Na lembrança, só que todos os jovens, apesar do calor sufocante (todos estes bailes aconteciam sempre no verão santista) vestiam smoking ou, os menos privilegiados, terno preto, camisa Volta ao Mundo (a primeira de tecido sintético, que não absorvia o suor que escorria até as partes baixas, se é que me entendem), sapatos Bibo (terrivelmente apertados no bico), de cromo alemão e gravata Bat Masterson. O terno era de Pervinc 70, ou Tergal, que também não absorviam a transpiração. Mas por que usávamos essas coisas horríveis?
Porque era a moda! Simples assim! Como hoje usa-se jeans esfarrapados, era a moda!
Por seu lado, muitas moças usavam no cabelo um negócio chamado laquê (hoje virou gel fixador, sem odor) para dar firmeza no penteado, que também ganhava volume com Bombril colocado no meio dos cabelos. Era quase impossível colar o rosto com aquele cheiro, simplesmente horrível do tal do laquê.
Mas sempre valia ir aos bailes, cujos convites eram muito disputados e frequentados por moças bonitas, mesmo que “laqueadas”.
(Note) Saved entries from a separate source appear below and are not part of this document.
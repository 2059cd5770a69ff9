//! Geographic coordinate value type.

use serde::{Deserialize, Serialize};

/// WGS84 latitude/longitude pair in degrees.
///
/// Two coordinates are equal iff both components compare numerically equal.
#[derive(Debug, Clone, Copy, PartialEq, Serialize, Deserialize)]
pub struct Coordinate {
    pub latitude: f64,
    pub longitude: f64,
}

impl Coordinate {
    pub fn new(latitude: f64, longitude: f64) -> Self {
        Self {
            latitude,
            longitude,
        }
    }

    /// Both components are finite numbers.
    ///
    /// JSON has no encoding for NaN or infinity, so only finite coordinates
    /// can be stored.
    pub fn is_finite(&self) -> bool {
        self.latitude.is_finite() && self.longitude.is_finite()
    }
}
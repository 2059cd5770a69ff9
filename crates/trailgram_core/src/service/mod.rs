//! Core use-case services.
//!
//! # Responsibility
//! - Orchestrate forest mutations, persistence and change notification.
//! - Keep UI/FFI layers decoupled from storage details.

pub mod folder_store;
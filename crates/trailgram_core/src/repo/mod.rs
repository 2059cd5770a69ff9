//! Repository layer abstractions and persistence implementations.
//!
//! # Responsibility
//! - Define the snapshot contract the tree store persists through.
//! - Isolate file layout and codec details from store orchestration.
//!
//! # Invariants
//! - Repositories persist whole forests; the store never writes partial
//!   trees.
//! - Repository APIs surface decode failures as errors; recovery policy
//!   belongs to the caller.

pub mod forest_repo;
//! Image store collaborator.
//!
//! # Responsibility
//! - Persist raw photo bytes and hand back an opaque reference.
//! - Resolve references back to readable locations.
//!
//! # Invariants
//! - The folder store only ever sees references, never image bytes.
//! - References produced by `LocalImageStore` are bare file names; anything
//!   containing a path separator is rejected.

use log::{info, warn};
use std::error::Error;
use std::fmt::{Display, Formatter};
use std::io;
use std::path::PathBuf;
use uuid::Uuid;

const IMAGE_EXTENSION: &str = "jpg";

/// Result type used by image store operations.
pub type ImageStoreResult<T> = Result<T, ImageStoreError>;

/// Errors from image store operations.
#[derive(Debug)]
pub enum ImageStoreError {
    /// Payload had zero bytes.
    EmptyImage,
    /// Reference is not a bare file name produced by this store.
    InvalidReference(String),
    /// Filesystem failure.
    Io { path: PathBuf, source: io::Error },
}

impl Display for ImageStoreError {
    fn fmt(&self, f: &mut Formatter<'_>) -> std::fmt::Result {
        match self {
            Self::EmptyImage => write!(f, "image payload is empty"),
            Self::InvalidReference(value) => write!(f, "invalid image reference `{value}`"),
            Self::Io { path, source } => write!(f, "image file `{}`: {source}", path.display()),
        }
    }
}

impl Error for ImageStoreError {
    fn source(&self) -> Option<&(dyn Error + 'static)> {
        match self {
            Self::Io { source, .. } => Some(source),
            Self::EmptyImage => None,
            Self::InvalidReference(_) => None,
        }
    }
}

/// Storage for spot photos.
pub trait ImageStore {
    /// Stores `bytes` and returns the reference to put on a spot.
    fn store_image(&self, bytes: &[u8]) -> ImageStoreResult<String>;
    /// Resolves a reference to a path, if it names an existing image.
    fn image_path(&self, reference: &str) -> Option<PathBuf>;
    /// Deletes the image. Returns `false` when nothing was stored under it.
    fn remove_image(&self, reference: &str) -> ImageStoreResult<bool>;
}

/// Image store writing `<uuid>.jpg` files into one directory.
#[derive(Debug, Clone)]
pub struct LocalImageStore {
    dir: PathBuf,
}

impl LocalImageStore {
    pub fn new(dir: impl Into<PathBuf>) -> Self {
        Self { dir: dir.into() }
    }

    fn resolve(&self, reference: &str) -> ImageStoreResult<PathBuf> {
        let trimmed = reference.trim();
        if trimmed.is_empty()
            || trimmed.contains(['/', '\\'])
            || trimmed == "."
            || trimmed == ".."
        {
            return Err(ImageStoreError::InvalidReference(reference.to_string()));
        }
        Ok(self.dir.join(trimmed))
    }
}

impl ImageStore for LocalImageStore {
    fn store_image(&self, bytes: &[u8]) -> ImageStoreResult<String> {
        if bytes.is_empty() {
            return Err(ImageStoreError::EmptyImage);
        }
        std::fs::create_dir_all(&self.dir).map_err(|source| ImageStoreError::Io {
            path: self.dir.clone(),
            source,
        })?;

        let reference = format!("{}.{IMAGE_EXTENSION}", Uuid::new_v4());
        let path = self.dir.join(&reference);
        std::fs::write(&path, bytes).map_err(|source| ImageStoreError::Io {
            path: path.clone(),
            source,
        })?;

        info!(
            "event=image_store module=image status=ok bytes={}",
            bytes.len()
        );
        Ok(reference)
    }

    fn image_path(&self, reference: &str) -> Option<PathBuf> {
        let path = self.resolve(reference).ok()?;
        path.is_file().then_some(path)
    }

    fn remove_image(&self, reference: &str) -> ImageStoreResult<bool> {
        let path = self.resolve(reference)?;
        match std::fs::remove_file(&path) {
            Ok(()) => Ok(true),
            Err(err) if err.kind() == io::ErrorKind::NotFound => {
                warn!("event=image_remove module=image status=skip reason=not_found");
                Ok(false)
            }
            Err(source) => Err(ImageStoreError::Io { path, source }),
        }
    }
}
//! Configuration file handling for findash.
//!
//! The configuration file is stored at `$FINDASH_HOME/config.json` and holds the base URL of the
//! finance API and the persisted theme preference.

use crate::error::{ErrorType, IntoResult, Res};
use crate::{utils, Result};
use anyhow::{bail, Context};
use serde::{Deserialize, Serialize};
use std::path::{Path, PathBuf};
use url::Url;

const APP_NAME: &str = "findash";
const CONFIG_VERSION: u8 = 1;
const CONFIG_JSON: &str = "config.json";

/// The API location used when none is configured.
pub const DEFAULT_API_URL: &str = "http://localhost:8080/api";

/// The `Config` object represents the configuration of the app. You instantiate it by providing
/// the path to `$FINDASH_HOME` and from there it loads `$FINDASH_HOME/config.json`.
///
/// The API URL can be overridden for a single run with `with_api_url`; overrides are never
/// written back to disk.
#[derive(Debug, Clone)]
pub struct Config {
    root: PathBuf,
    config_path: PathBuf,
    config_file: ConfigFile,
    api_url_override: Option<String>,
}

impl Config {
    /// Creates the data directory and an initial `config.json` file.
    ///
    /// # Arguments
    /// - `dir` - The directory that will be the root of data directory, e.g. `$HOME/findash`
    /// - `api_url` - The base URL of the finance API, e.g. `http://localhost:8080/api`. When
    ///   `None`, `DEFAULT_API_URL` is used.
    ///
    /// # Errors
    /// - Returns an error if `api_url` is not a usable URL or if any file operations fail.
    pub async fn create(dir: impl Into<PathBuf>, api_url: Option<&str>) -> Result<Self> {
        Self::create_inner(dir.into(), api_url)
            .await
            .pub_result(ErrorType::Config)
    }

    async fn create_inner(maybe_relative: PathBuf, api_url: Option<&str>) -> Res<Self> {
        let api_url = api_url.unwrap_or(DEFAULT_API_URL);
        validate_api_url(api_url)?;

        utils::make_dir(&maybe_relative)
            .await
            .context("Unable to create the findash home directory")?;
        let root = utils::canonicalize(&maybe_relative).await?;
        let config_path = root.join(CONFIG_JSON);

        let config_file = ConfigFile {
            api_url: api_url.to_string(),
            ..ConfigFile::default()
        };
        config_file.save(&config_path).await?;

        Ok(Self {
            root,
            config_path,
            config_file,
            api_url_override: None,
        })
    }

    /// This will
    /// - validate that `findash_home` exists and that the config file exists
    /// - load and validate the config file
    /// - return the loaded configuration object
    pub async fn load(findash_home: impl Into<PathBuf>) -> Result<Self> {
        Self::load_inner(findash_home.into())
            .await
            .pub_result(ErrorType::Config)
    }

    async fn load_inner(maybe_relative: PathBuf) -> Res<Self> {
        let root = utils::canonicalize(&maybe_relative)
            .await
            .context("findash home is missing, run 'findash init' first")?;

        let config_path = root.join(CONFIG_JSON);
        if !config_path.is_file() {
            bail!(
                "The config file is missing '{}', run 'findash init' first",
                config_path.display()
            )
        }
        let config_file = ConfigFile::load(&config_path).await?;

        Ok(Self {
            root,
            config_path,
            config_file,
            api_url_override: None,
        })
    }

    /// Uses `api_url` instead of the configured URL for the lifetime of this object.
    pub fn with_api_url(mut self, api_url: Option<String>) -> Result<Self> {
        if let Some(url) = &api_url {
            validate_api_url(url).pub_result(ErrorType::Config)?;
        }
        self.api_url_override = api_url;
        Ok(self)
    }

    pub fn root(&self) -> &Path {
        &self.root
    }

    pub fn config_path(&self) -> &Path {
        &self.config_path
    }

    /// The base URL of the finance API.
    pub fn api_url(&self) -> &str {
        self.api_url_override
            .as_deref()
            .unwrap_or(&self.config_file.api_url)
    }

    /// The persisted theme preference, `None` if the user has never chosen one.
    pub fn dark_mode(&self) -> Option<bool> {
        self.config_file.dark_mode
    }

    /// Persists the theme preference.
    pub async fn set_dark_mode(&mut self, dark_mode: bool) -> Result<()> {
        self.config_file.dark_mode = Some(dark_mode);
        self.config_file
            .save(&self.config_path)
            .await
            .pub_result(ErrorType::Config)
    }
}

/// Represents the serialization and deserialization format of the configuration file.
///
/// Example configuration:
/// ```json
/// {
///   "app_name": "findash",
///   "config_version": 1,
///   "api_url": "http://localhost:8080/api",
///   "dark_mode": true
/// }
/// ```
#[derive(Debug, Clone, Serialize, Deserialize, Eq, PartialEq)]
struct ConfigFile {
    /// Application name, should always be "findash"
    app_name: String,

    /// Configuration file version
    config_version: u8,

    /// Base URL of the finance API
    #[serde(default = "default_api_url")]
    api_url: String,

    /// Whether the dark theme was chosen. Absent until the user toggles the theme.
    #[serde(default, skip_serializing_if = "Option::is_none")]
    dark_mode: Option<bool>,
}

fn default_api_url() -> String {
    DEFAULT_API_URL.to_string()
}

impl Default for ConfigFile {
    fn default() -> Self {
        Self {
            app_name: APP_NAME.to_string(),
            config_version: CONFIG_VERSION,
            api_url: default_api_url(),
            dark_mode: None,
        }
    }
}

impl ConfigFile {
    /// Loads a ConfigFile asynchronously from the specified path.
    ///
    /// # Errors
    /// Returns an error if the file cannot be read or parsed, or if it belongs to another app.
    async fn load(path: impl AsRef<Path>) -> Res<Self> {
        let path = path.as_ref();
        let config: ConfigFile = utils::deserialize(path).await?;

        anyhow::ensure!(
            config.app_name == APP_NAME,
            "Invalid app_name in config file: expected '{}', got '{}'",
            APP_NAME,
            config.app_name
        );
        validate_api_url(&config.api_url)
            .with_context(|| format!("Invalid api_url in config file {}", path.display()))?;

        Ok(config)
    }

    /// Saves the ConfigFile to the specified path.
    async fn save(&self, path: impl AsRef<Path>) -> Res<()> {
        let p = path.as_ref();
        let data = serde_json::to_string_pretty(self).context("Unable to serialize config")?;
        utils::write(p, data)
            .await
            .context("Unable to write config file")
    }
}

/// Checks that `api_url` is an absolute http(s) URL that paths can be appended to.
fn validate_api_url(api_url: &str) -> Res<()> {
    let url = Url::parse(api_url).with_context(|| format!("'{api_url}' is not a valid URL"))?;
    if !matches!(url.scheme(), "http" | "https") || url.cannot_be_a_base() {
        bail!("'{api_url}' must be an http or https URL");
    }
    Ok(())
}
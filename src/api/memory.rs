//! Implements the `Api` trait using in-memory data.
//!
//! Note: this is compiled even in the "production" version of this app so that we can run the whole
//! app, top-to-bottom, without a backend server. It plays the role of the backend, so unlike the
//! rest of the client it assigns ids and computes the summaries itself.

use crate::api::Api;
use crate::csv_codec;
use crate::error::{Error, ErrorType};
use crate::model::{
    CategorySummaryPoint, Kind, MonthlySummaryPoint, NewTransaction, Transaction,
};
use crate::Result;
use anyhow::anyhow;
use rust_decimal::Decimal;
use std::collections::BTreeMap;
use std::sync::atomic::{AtomicBool, Ordering};
use std::sync::Arc;
use tokio::sync::Mutex;
use tracing::debug;
use uuid::Uuid;

/// An in-memory backend. Clones share the same state, which lets a test keep a handle while the
/// dashboard owns another.
#[derive(Debug, Clone, Default)]
pub struct MemoryApi {
    transactions: Arc<Mutex<Vec<Transaction>>>,
    offline: Arc<AtomicBool>,
}

impl MemoryApi {
    /// Create a new `MemoryApi` holding `transactions`.
    pub fn new(transactions: Vec<Transaction>) -> Self {
        Self {
            transactions: Arc::new(Mutex::new(transactions)),
            offline: Arc::new(AtomicBool::new(false)),
        }
    }

    /// Create a new `MemoryApi` seeded with the sample data from this module.
    pub fn seeded() -> Result<Self> {
        let transactions = csv_codec::import(SEED_DATA.as_bytes())?
            .map(|new| Transaction::from_new(new_id(), new))
            .collect();
        Ok(Self::new(transactions))
    }

    /// While offline every call fails with a `Network` error, like an unreachable server.
    pub fn set_offline(&self, offline: bool) {
        self.offline.store(offline, Ordering::SeqCst);
    }

    /// A copy of the stored transactions.
    pub async fn snapshot(&self) -> Vec<Transaction> {
        self.transactions.lock().await.clone()
    }

    fn check_online(&self, what: &str) -> Result<()> {
        if self.offline.load(Ordering::SeqCst) {
            return Err(Error::new(
                ErrorType::Network,
                anyhow!("Unable to reach the API to {what}: connection refused"),
            ));
        }
        Ok(())
    }
}

fn new_id() -> String {
    Uuid::new_v4().simple().to_string()
}

#[async_trait::async_trait]
impl Api for MemoryApi {
    async fn transactions(&self) -> Result<Vec<Transaction>> {
        self.check_online("list transactions")?;
        Ok(self.snapshot().await)
    }

    async fn monthly_summary(&self) -> Result<Vec<MonthlySummaryPoint>> {
        self.check_online("get the monthly summary")?;
        let transactions = self.transactions.lock().await;
        Ok(monthly_summary(&transactions))
    }

    async fn category_summary(&self) -> Result<Vec<CategorySummaryPoint>> {
        self.check_online("get the category summary")?;
        let transactions = self.transactions.lock().await;
        Ok(category_summary(&transactions))
    }

    async fn create_transaction(&self, transaction: &NewTransaction) -> Result<Transaction> {
        self.check_online("create a transaction")?;
        let stored = Transaction::from_new(new_id(), transaction.clone());
        debug!("Storing transaction {}", stored.id());
        self.transactions.lock().await.push(stored.clone());
        Ok(stored)
    }

    async fn delete_transaction(&self, id: &str) -> Result<()> {
        self.check_online(&format!("delete transaction {id}"))?;
        let mut transactions = self.transactions.lock().await;
        let before = transactions.len();
        transactions.retain(|t| t.id() != id);
        if transactions.len() == before {
            return Err(Error::new(
                ErrorType::Http,
                anyhow!(
                    "The API failed to delete transaction {id} with status 404 Not Found: \
                    Transaction not found"
                ),
            ));
        }
        Ok(())
    }

    async fn import_file(&self, file_name: &str, contents: Vec<u8>) -> Result<String> {
        self.check_online("import transactions")?;
        let mut rows = csv_codec::import(contents.as_slice())?;
        let imported: Vec<Transaction> = rows
            .by_ref()
            .map(|new| Transaction::from_new(new_id(), new))
            .collect();
        let count = imported.len();
        debug!("Imported {count} transactions from {file_name}");
        self.transactions.lock().await.extend(imported);
        Ok(serde_json::json!({ "imported": count, "skipped": rows.dropped() }).to_string())
    }

    async fn export_file(&self) -> Result<Vec<u8>> {
        self.check_online("export transactions")?;
        let transactions = self.transactions.lock().await;
        Ok(csv_codec::write_csv(&transactions)?.into_bytes())
    }
}

/// Totals per calendar month (`YYYY-MM`), oldest first.
fn monthly_summary(transactions: &[Transaction]) -> Vec<MonthlySummaryPoint> {
    let mut months: BTreeMap<String, (Decimal, Decimal)> = BTreeMap::new();
    for t in transactions {
        let entry = months
            .entry(t.date().format("%Y-%m").to_string())
            .or_default();
        match t.kind() {
            Kind::Income => entry.0 += t.amount().value(),
            Kind::Expense => entry.1 += t.amount().value(),
        }
    }
    months
        .into_iter()
        .map(|(month, (income, expense))| MonthlySummaryPoint::new(month, income, expense))
        .collect()
}

/// Totals per (category, kind), ordered by category name.
fn category_summary(transactions: &[Transaction]) -> Vec<CategorySummaryPoint> {
    let mut totals: BTreeMap<(String, Kind), Decimal> = BTreeMap::new();
    for t in transactions {
        *totals
            .entry((t.category().to_string(), t.kind()))
            .or_default() += t.amount().value();
    }
    totals
        .into_iter()
        .map(|((category, kind), total)| CategorySummaryPoint::new(category, kind, total))
        .collect()
}

/// Seed transaction data.
const SEED_DATA: &str = r##"description,amount,category,type,date
Salary,4200.00,Income,income,2025-08-01T09:00:00.000Z
Rent,1450.00,Housing,expense,2025-08-02T10:00:00.000Z
Whole Foods Market,87.43,Food,expense,2025-08-05T18:22:00.000Z
Coffee,4.75,Food,expense,2025-08-06T08:15:00.000Z
Electric bill,92.10,Utilities,expense,2025-08-10T07:00:00.000Z
Bus pass,65.00,Transportation,expense,2025-08-12T07:45:00.000Z
Concert tickets,120.00,Entertainment,expense,2025-08-20T20:00:00.000Z
Salary,4200.00,Income,income,2025-09-01T09:00:00.000Z
Rent,1450.00,Housing,expense,2025-09-02T10:00:00.000Z
Freelance design,650.00,Income,income,2025-09-14T16:30:00.000Z
Trader Joe's,63.21,Food,expense,2025-09-15T17:05:00.000Z
Internet,59.99,Utilities,expense,2025-09-18T07:00:00.000Z
Gas,48.90,Transportation,expense,2025-09-21T12:40:00.000Z
Streaming subscription,15.49,Entertainment,expense,2025-09-25T00:00:00.000Z
"##;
Mas, e o roubo(*) do bonde?
Bem, um dia, antes do baile acabar, nossa turma resolveu ir embora, pra pegar o penúltimo bonde, que nos deixaria na esquina do Canal 1. Em Santos, localizada na ilha de São Vicente, existem sete canais que conectam, diretamente, a praia ao porto (o maior da América Latina), construídos pelo engenheiro sanitarista Saturnino de Brito. Ele os criou para sanar o sério problema de higiene que quase dizimou a população da cidade, que perdeu 22 mil dos 50 mil habitantes, entre os anos de 1890 e 1899.
Era, salvo engano da memória, o bonde 2, que estava parado na rotatória, esperando a hora de sair, com destino a São Vicente, a primeira cidade brasileira (Cellula Mater da nacionalidade, fundada em 22 de janeiro de 1532, por Martim Afonso de Souza).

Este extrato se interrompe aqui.